Associated
Press - October 6, 2007
AUSTIN, Texas (AP) - When Countrywide Financial announced it was
bringing 7,500 jobs to Texas, Gov. Rick Perry called it a "crowning jewel" deserving $20 million in taxpayers'
money from his job-creation fund.
That was three years ago. Today, Countrywide is
at the center of the mortgage industry meltdown and is laying off up to 12,000 workers nationally. It won't say how many
jobs will be slashed in Texas, home to about one-fifth of its employees. But Countrywide announced in September that it's
closing its 100-person Midland office.
An Associated Press review of the Texas Enterprise
Fund program finds that Countrywide isn't the first company to lay off workers after securing millions of dollars in grants
from the fund.
At least five other major companies laid off Texas workers after entering
agreements with the job creation fund. They're Vought Aircraft Industries, Texas Instruments, Washington Mutual, Raytheon
and Lockheed Martin.
None has been required to repay grant money to the state. Most companies
have a multiyear deal allowing them to add jobs gradually as they aim for a target number of jobs by a specified date. That's
regardless of whether they lay off employees along the way.

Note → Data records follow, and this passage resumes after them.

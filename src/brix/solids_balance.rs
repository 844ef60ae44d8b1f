use serde::{Deserialize, Serialize};

use super::sugar_adjustment::{BrixReading, PulpBatch, SugarAdjustmentResult};

/// 설탕 투입 전후의 고형분 수지 검산 결과.
#[derive(Debug, Clone, Copy, PartialEq, Serialize, Deserialize)]
pub struct SolidsBalance {
    /// 초기 펄프 질량 [kg]
    pub pulp_mass_kg: f64,
    /// 투입 설탕 질량 [kg]
    pub sugar_mass_kg: f64,
    /// 혼합 후 질량 [kg]
    pub final_mass_kg: f64,
    /// 펄프 고형분 + 설탕 [kg]
    pub solids_in_kg: f64,
    /// 혼합물 질량 × 목표 농도 [kg]
    pub solids_out_kg: f64,
    /// 투입 - 산출 고형분 [kg]. 계산 결과라면 0에 가깝다.
    pub residual_kg: f64,
}

impl SolidsBalance {
    /// 계산된 설탕량으로 고형분 수지를 구성한다.
    pub fn from_adjustment(
        batch: PulpBatch,
        initial: BrixReading,
        target: BrixReading,
        result: SugarAdjustmentResult,
    ) -> Self {
        let final_mass_kg = batch.mass_kg + result.mass_kg;
        let solids_in_kg = batch.mass_kg * initial.fraction() + result.mass_kg;
        let solids_out_kg = final_mass_kg * target.fraction();
        Self {
            pulp_mass_kg: batch.mass_kg,
            sugar_mass_kg: result.mass_kg,
            final_mass_kg,
            solids_in_kg,
            solids_out_kg,
            residual_kg: solids_in_kg - solids_out_kg,
        }
    }

    pub fn is_closed(&self, tolerance_kg: f64) -> bool {
        self.residual_kg.abs() <= tolerance_kg
    }
}

/// 주어진 설탕량을 넣었을 때 혼합물의 °Brix를 계산한다.
///
/// 전체 질량이 0이면 초기값을 그대로 돌려준다.
pub fn resulting_brix(batch: PulpBatch, initial: BrixReading, sugar_mass_kg: f64) -> BrixReading {
    let total = batch.mass_kg + sugar_mass_kg;
    if total == 0.0 {
        return initial;
    }
    let solids = batch.mass_kg * initial.fraction() + sugar_mass_kg;
    BrixReading::new(solids / total * 100.0)
}

#[cfg(test)]
mod tests {
    use super::*;

    #[test]
    fn no_sugar_keeps_initial_brix() {
        let b = resulting_brix(PulpBatch::new(20.0), BrixReading::new(8.5), 0.0);
        assert!((b.percent - 8.5).abs() < 1e-12);
    }

    #[test]
    fn empty_batch_returns_initial() {
        let b = resulting_brix(PulpBatch::new(0.0), BrixReading::new(4.0), 0.0);
        assert_eq!(b.percent, 4.0);
    }

    #[test]
    fn worked_example_balance_closes() {
        let sugar = SugarAdjustmentResult { mass_kg: 1.5 / 0.9 };
        let bal = SolidsBalance::from_adjustment(
            PulpBatch::new(50.0),
            BrixReading::new(7.0),
            BrixReading::new(10.0),
            sugar,
        );
        assert!((bal.final_mass_kg - 51.666_666_666_7).abs() < 1e-6);
        assert!((bal.solids_in_kg - 5.166_666_666_7).abs() < 1e-6);
        assert!(bal.is_closed(1e-9), "residual={}", bal.residual_kg);
    }
}
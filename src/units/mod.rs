//! 단위 정의 및 변환 모듈.

pub mod mass;

pub use mass::{convert_mass, MassUnit, UnknownMassUnit};
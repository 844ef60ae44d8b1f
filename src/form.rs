//! 입력 폼 모델. GUI(egui)와 CLI가 같은 제약·기본값·결과 표시 규칙을 쓰도록
//! 화면 프레임워크와 분리해 둔다.

use thiserror::Error;
use tracing::debug;

use crate::brix::{self, BrixReading, PulpBatch, SolidsBalance, ValidationError};
use crate::config::{Config, FormDefaults};
use crate::i18n::{keys, Translator};
use crate::units::{convert_mass, MassUnit};

/// 펄프 질량 하한 [kg]
pub const PULP_MASS_MIN_KG: f64 = 0.1;
pub const BRIX_MIN: f64 = 0.0;
pub const BRIX_MAX: f64 = 100.0;
pub const PULP_MASS_STEP: f64 = 1.0;
pub const BRIX_STEP: f64 = 0.1;
pub const DEFAULT_DECIMALS: usize = 3;
pub const MAX_DECIMALS: usize = 6;

/// °Brix 입력 필드 구분.
#[derive(Debug, Clone, Copy, PartialEq, Eq)]
pub enum BrixField {
    Initial,
    Target,
}

impl BrixField {
    pub fn label_key(&self) -> &'static str {
        match self {
            BrixField::Initial => keys::FIELD_INITIAL_BRIX,
            BrixField::Target => keys::FIELD_TARGET_BRIX,
        }
    }
}

/// 폼 입력 오류.
#[derive(Debug, Clone, Copy, PartialEq, Error)]
pub enum InputError {
    #[error("pulp mass must be at least {min_kg} kg (got {value_kg} kg)")]
    PulpMassBelowMinimum { value_kg: f64, min_kg: f64 },
    #[error("{field:?} °Brix must be within 0..=100 (got {value})")]
    BrixOutOfRange { field: BrixField, value: f64 },
    #[error(transparent)]
    Validation(#[from] ValidationError),
}

impl InputError {
    /// 화면에 보여줄 번역 메시지.
    pub fn localized(&self, tr: &Translator, unit: MassUnit, decimals: usize) -> String {
        match self {
            InputError::PulpMassBelowMinimum { min_kg, .. } => tr.tf(
                keys::ERROR_PULP_MASS_BELOW_MINIMUM,
                &[("min", format_mass(*min_kg, unit, decimals))],
            ),
            InputError::BrixOutOfRange { field, value } => tr.tf(
                keys::ERROR_BRIX_OUT_OF_RANGE,
                &[("field", tr.t(field.label_key())), ("value", value.to_string())],
            ),
            InputError::Validation(ValidationError::TargetNotAboveInitial { .. }) => {
                tr.t(keys::ERROR_TARGET_NOT_ABOVE_INITIAL)
            }
            InputError::Validation(ValidationError::TargetNotBelowPureSugar { .. }) => {
                tr.t(keys::ERROR_TARGET_NOT_BELOW_PURE)
            }
        }
    }
}

/// 검증을 통과한 계산 입력(kg 기준).
#[derive(Debug, Clone, Copy, PartialEq)]
pub struct SolverInput {
    pub batch: PulpBatch,
    pub initial: BrixReading,
    pub target: BrixReading,
}

/// 성공 시 표시할 결과 지표.
#[derive(Debug, Clone, PartialEq)]
pub struct SugarMetric {
    /// 반올림하지 않은 계산값 [kg]
    pub sugar_mass_kg: f64,
    /// 표시 단위로 환산한 값
    pub sugar_mass_display: f64,
    pub unit: MassUnit,
    /// 예: "1.667 kg"
    pub display: String,
    pub balance: SolidsBalance,
    pub resulting_brix: BrixReading,
}

#[derive(Debug, Clone, PartialEq)]
pub enum FormOutcome {
    Success(SugarMetric),
    Failure(InputError),
}

impl FormOutcome {
    pub fn metric(&self) -> Option<&SugarMetric> {
        match self {
            FormOutcome::Success(m) => Some(m),
            FormOutcome::Failure(_) => None,
        }
    }

    pub fn error(&self) -> Option<&InputError> {
        match self {
            FormOutcome::Failure(e) => Some(e),
            FormOutcome::Success(_) => None,
        }
    }
}

/// 설탕 투입량 입력 폼. 펄프 질량은 `mass_unit` 단위로 입력받는다.
#[derive(Debug, Clone, PartialEq)]
pub struct SugarForm {
    pub pulp_mass: f64,
    pub initial_brix: f64,
    pub target_brix: f64,
    pub mass_unit: MassUnit,
    pub decimals: usize,
}

impl SugarForm {
    pub fn new(mass_unit: MassUnit, decimals: usize) -> Self {
        Self::with_defaults(&FormDefaults::default(), mass_unit, decimals)
    }

    pub fn from_config(cfg: &Config) -> Self {
        Self::with_defaults(
            &cfg.form_defaults,
            cfg.default_units.mass,
            cfg.display_decimals,
        )
    }

    /// 설정의 기본값을 쓰되 입력 단위만 일회성으로 바꾼다(`--unit`).
    pub fn from_config_with_unit(cfg: &Config, unit_override: Option<MassUnit>) -> Self {
        let mut form = Self::from_config(cfg);
        if let Some(unit) = unit_override {
            form.set_mass_unit(unit);
        }
        form
    }

    fn with_defaults(defaults: &FormDefaults, mass_unit: MassUnit, decimals: usize) -> Self {
        Self {
            pulp_mass: convert_mass(defaults.pulp_mass_kg, MassUnit::Kilogram, mass_unit),
            initial_brix: defaults.initial_brix,
            target_brix: defaults.target_brix,
            mass_unit,
            decimals: decimals.min(MAX_DECIMALS),
        }
    }

    /// 표시 단위 기준 펄프 질량 하한.
    pub fn pulp_mass_min(&self) -> f64 {
        convert_mass(PULP_MASS_MIN_KG, MassUnit::Kilogram, self.mass_unit)
    }

    /// 표시 단위를 바꾸면서 입력값도 같이 환산한다.
    pub fn set_mass_unit(&mut self, unit: MassUnit) {
        self.pulp_mass = convert_mass(self.pulp_mass, self.mass_unit, unit);
        self.mass_unit = unit;
    }

    /// 범위 제한이 있는 숫자 입력처럼 값을 허용 범위로 맞춘다.
    /// NaN은 기본값으로 되돌린다.
    pub fn clamp_to_constraints(&mut self) {
        let defaults = FormDefaults::default();
        let min_mass = self.pulp_mass_min();
        self.pulp_mass = if self.pulp_mass.is_nan() {
            convert_mass(defaults.pulp_mass_kg, MassUnit::Kilogram, self.mass_unit)
        } else {
            self.pulp_mass.max(min_mass)
        };
        self.initial_brix = clamp_brix(self.initial_brix, defaults.initial_brix);
        self.target_brix = clamp_brix(self.target_brix, defaults.target_brix);
        self.decimals = self.decimals.min(MAX_DECIMALS);
    }

    /// 직접 입력한 값(CLI 플래그 등)을 엄격하게 검사한다. 순서 조건은 계산기가 본다.
    pub fn validate(&self) -> Result<SolverInput, InputError> {
        let mass_kg = convert_mass(self.pulp_mass, self.mass_unit, MassUnit::Kilogram);
        // 단위 환산 오차로 하한에서 튕기지 않도록 약간 여유를 둔다
        if !(mass_kg.is_finite() && mass_kg >= PULP_MASS_MIN_KG - 1e-9) {
            return Err(InputError::PulpMassBelowMinimum {
                value_kg: mass_kg,
                min_kg: PULP_MASS_MIN_KG,
            });
        }
        check_brix(BrixField::Initial, self.initial_brix)?;
        check_brix(BrixField::Target, self.target_brix)?;
        Ok(SolverInput {
            batch: PulpBatch::new(mass_kg),
            initial: BrixReading::new(self.initial_brix),
            target: BrixReading::new(self.target_brix),
        })
    }

    /// 계산 버튼 동작: 검증 → 계산 → 검산.
    pub fn submit(&self) -> FormOutcome {
        match self.try_submit() {
            Ok(metric) => FormOutcome::Success(metric),
            Err(err) => FormOutcome::Failure(err),
        }
    }

    fn try_submit(&self) -> Result<SugarMetric, InputError> {
        let input = self.validate()?;
        let result = brix::sugar_to_add(input.batch, input.initial, input.target)?;
        let balance =
            SolidsBalance::from_adjustment(input.batch, input.initial, input.target, result);
        let resulting_brix = brix::resulting_brix(input.batch, input.initial, result.mass_kg);
        debug!(
            pulp_kg = input.batch.mass_kg,
            initial = input.initial.percent,
            target = input.target.percent,
            sugar_kg = result.mass_kg,
            "sugar adjustment computed"
        );
        Ok(SugarMetric {
            sugar_mass_kg: result.mass_kg,
            sugar_mass_display: convert_mass(result.mass_kg, MassUnit::Kilogram, self.mass_unit),
            unit: self.mass_unit,
            display: format_mass(result.mass_kg, self.mass_unit, self.decimals),
            balance,
            resulting_brix,
        })
    }
}

fn clamp_brix(value: f64, fallback: f64) -> f64 {
    if value.is_nan() {
        fallback
    } else {
        value.clamp(BRIX_MIN, BRIX_MAX)
    }
}

fn check_brix(field: BrixField, value: f64) -> Result<(), InputError> {
    if !(BRIX_MIN..=BRIX_MAX).contains(&value) {
        return Err(InputError::BrixOutOfRange { field, value });
    }
    Ok(())
}

/// kg 값을 표시 단위로 환산해 "값 단위" 문자열로 만든다.
pub fn format_mass(mass_kg: f64, unit: MassUnit, decimals: usize) -> String {
    let value = convert_mass(mass_kg, MassUnit::Kilogram, unit);
    format!("{value:.decimals$} {}", unit.symbol())
}

#[cfg(test)]
mod tests {
    use super::*;

    #[test]
    fn nan_fields_reset_to_defaults_on_clamp() {
        let mut form = SugarForm::new(MassUnit::Kilogram, 3);
        form.pulp_mass = f64::NAN;
        form.target_brix = f64::NAN;
        form.clamp_to_constraints();
        assert_eq!(form.pulp_mass, 50.0);
        assert_eq!(form.target_brix, 10.0);
    }

    #[test]
    fn minimum_mass_in_grams() {
        let form = SugarForm::new(MassUnit::Gram, 3);
        assert!((form.pulp_mass_min() - 100.0).abs() < 1e-9);
        assert!((form.pulp_mass - 50_000.0).abs() < 1e-9);
    }

    #[test]
    fn decimals_are_capped() {
        let form = SugarForm::new(MassUnit::Kilogram, 12);
        assert_eq!(form.decimals, MAX_DECIMALS);
    }
}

Phil Wilson administers the
fund for the Republican governor. He says that even if a company has layoffs, the business must maintain an agreed-upon base
level of jobs in Texas.
But some say it tends to help big firms that would have come to
Texas anyway and that the money serves as a bonus rather than an incentive. They point out that money is paid to companies
up front, rather than after jobs are created. They say there's not enough vetting of the companies receiving the grants,
the types of jobs created or how the cash will be spent.